In a sense, the fundamental problem in cryptosystems is distributing, managing, and correctly using secrets ('keys'). If we can assume perfect key distribution and key management (including use) for arbitrary sized keys, we can use one-time pads and have totally secure communications. All other cryptosystems exist because we can't make this assumption in practice; they're all attempts to get secure enough cryptography with more tractable key distribution, management, and use.
As it happens, we know something about what helps and hurts in keeping secrets. The shorter the secret is (without being guessable in too short a time), the more random it is, and the fewer people who know it, the better. Ideally it will be known by only one person, as in asymmetric cryptography, or only two people, as in symmetric cryptography with keys created on the fly.
(Information theory may even have provided us with mathematical proofs of all of these, under appropriate assumptions.)
If a cryptosystem's algorithm is part of its 'secret key', all three of these things are violated. The algorithm or the code implementing it is definitely not random (it will have a lot of structure, making 'guessing' it easier), it will be comparatively large, and it must be distributed to a lot of people who 'know' it at least in the sense of having access to it (and some of them will literally know it).
We also know that such a large secret key is mathematically unnecessary (to the best of our current understanding of various cryptosystems). We have strongly secure cryptosystems that require only modest and more or less random keys that can be narrowly distributed.

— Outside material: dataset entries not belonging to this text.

//! Codec configuration
//!
//! Limits shared by every codec and tree walk in the workspace. Inputs such as
//! decoded wire bytes are untrusted, so each recursive operation checks its
//! nesting depth against these bounds.

use crate::error::{CoreError, CoreResult};
use serde::{Deserialize, Serialize};

/// Nesting cap for Plutus Data decoding
pub const DEFAULT_MAX_DATA_DEPTH: usize = 256;

/// Nesting cap for term decoding, interning and binder conversion
pub const DEFAULT_MAX_TERM_DEPTH: usize = 4096;

/// Nesting cap for constant types and the values they describe
pub const DEFAULT_MAX_TYPE_DEPTH: usize = 256;

/// Width of the builtin id field (128 builtin slots)
pub const DEFAULT_BUILTIN_TAG_WIDTH: u32 = 7;

/// Widest builtin id field a [`crate::BuiltinId`] can hold
pub const MAX_BUILTIN_TAG_WIDTH: u32 = u8::BITS;

/// Minimum stack space to reserve before recursive calls (32 KB).
pub(crate) const MIN_STACK_RED_ZONE: usize = 32 * 1024;

/// Stack size to grow to when running low (1 MB).
pub(crate) const STACK_GROWTH_SIZE: usize = 1024 * 1024;

/// Limits applied by the codecs and tree transformations
#[derive(Debug, Clone, Copy, PartialEq, Eq, Serialize, Deserialize)]
#[serde(default)]
pub struct CodecConfig {
    /// Maximum nesting of Plutus Data values (CBOR and JSON)
    pub max_data_depth: usize,
    /// Maximum nesting of terms
    pub max_term_depth: usize,
    /// Maximum nesting of constant types (`list`, `pair`) and their values
    pub max_type_depth: usize,
    /// Bits used for the builtin id in the FLAT encoding
    pub builtin_tag_width: u32,
}

impl Default for CodecConfig {
    fn default() -> Self {
        Self {
            max_data_depth: DEFAULT_MAX_DATA_DEPTH,
            max_term_depth: DEFAULT_MAX_TERM_DEPTH,
            max_type_depth: DEFAULT_MAX_TYPE_DEPTH,
            builtin_tag_width: DEFAULT_BUILTIN_TAG_WIDTH,
        }
    }
}

impl CodecConfig {
    /// Override the Plutus Data nesting cap
    #[must_use]
    pub fn with_max_data_depth(mut self, depth: usize) -> Self {
        self.max_data_depth = depth;
        self
    }

    /// Override the term nesting cap
    #[must_use]
    pub fn with_max_term_depth(mut self, depth: usize) -> Self {
        self.max_term_depth = depth;
        self
    }

    /// Override the constant type nesting cap
    #[must_use]
    pub fn with_max_type_depth(mut self, depth: usize) -> Self {
        self.max_type_depth = depth;
        self
    }

    /// Override the builtin id width
    ///
    /// Widths outside `1..=8` are rejected by [`CodecConfig::validate`], which
    /// the codecs run before touching any input.
    #[must_use]
    pub fn with_builtin_tag_width(mut self, width: u32) -> Self {
        self.builtin_tag_width = width;
        self
    }

    /// Check values that cannot be expressed in the term model
    pub fn validate(&self) -> CoreResult<()> {
        if self.builtin_tag_width == 0 || self.builtin_tag_width > MAX_BUILTIN_TAG_WIDTH {
            return Err(CoreError::InvalidConfig(format!(
                "builtin_tag_width {} outside 1..={MAX_BUILTIN_TAG_WIDTH}",
                self.builtin_tag_width
            )));
        }
        Ok(())
    }
}

#[cfg(test)]
mod tests {
    use super::*;

    #[test]
    fn test_defaults() {
        let config = CodecConfig::default();
        assert_eq!(config.max_data_depth, 256);
        assert_eq!(config.max_term_depth, 4096);
        assert_eq!(config.max_type_depth, 256);
        assert_eq!(config.builtin_tag_width, 7);
        assert!(config.validate().is_ok());
    }

    #[test]
    fn test_partial_json_uses_defaults() {
        let config: CodecConfig = serde_json::from_str(r#"{"max_term_depth": 64}"#).unwrap();
        assert_eq!(config.max_term_depth, 64);
        assert_eq!(config.max_data_depth, DEFAULT_MAX_DATA_DEPTH);
        assert_eq!(config.builtin_tag_width, DEFAULT_BUILTIN_TAG_WIDTH);
    }

    #[test]
    fn test_builders() {
        let config = CodecConfig::default()
            .with_max_data_depth(8)
            .with_max_term_depth(16)
            .with_max_type_depth(4)
            .with_builtin_tag_width(8);
        assert_eq!(config.max_data_depth, 8);
        assert_eq!(config.max_term_depth, 16);
        assert_eq!(config.max_type_depth, 4);
        assert_eq!(config.builtin_tag_width, 8);
    }

    #[test]
    fn test_builtin_width_must_fit_a_byte() {
        assert!(CodecConfig::default().with_builtin_tag_width(8).validate().is_ok());
        for width in [0, 9, 32] {
            let err = CodecConfig::default()
                .with_builtin_tag_width(width)
                .validate()
                .unwrap_err();
            assert!(matches!(err, CoreError::InvalidConfig(_)), "width {width}");
        }
    }
}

From an information theory perspective, using large, not so random, widely distributed keys (or parts of keys) is inefficient; at best you're using more (secret) bits for the same end result.
(This is one of the entries I write to get something out of my head because it's been living there for too long. I suspect this information theory take on cryptosystem secrecy is already well known in the field, partly because it feels so obvious once you start thinking about it.)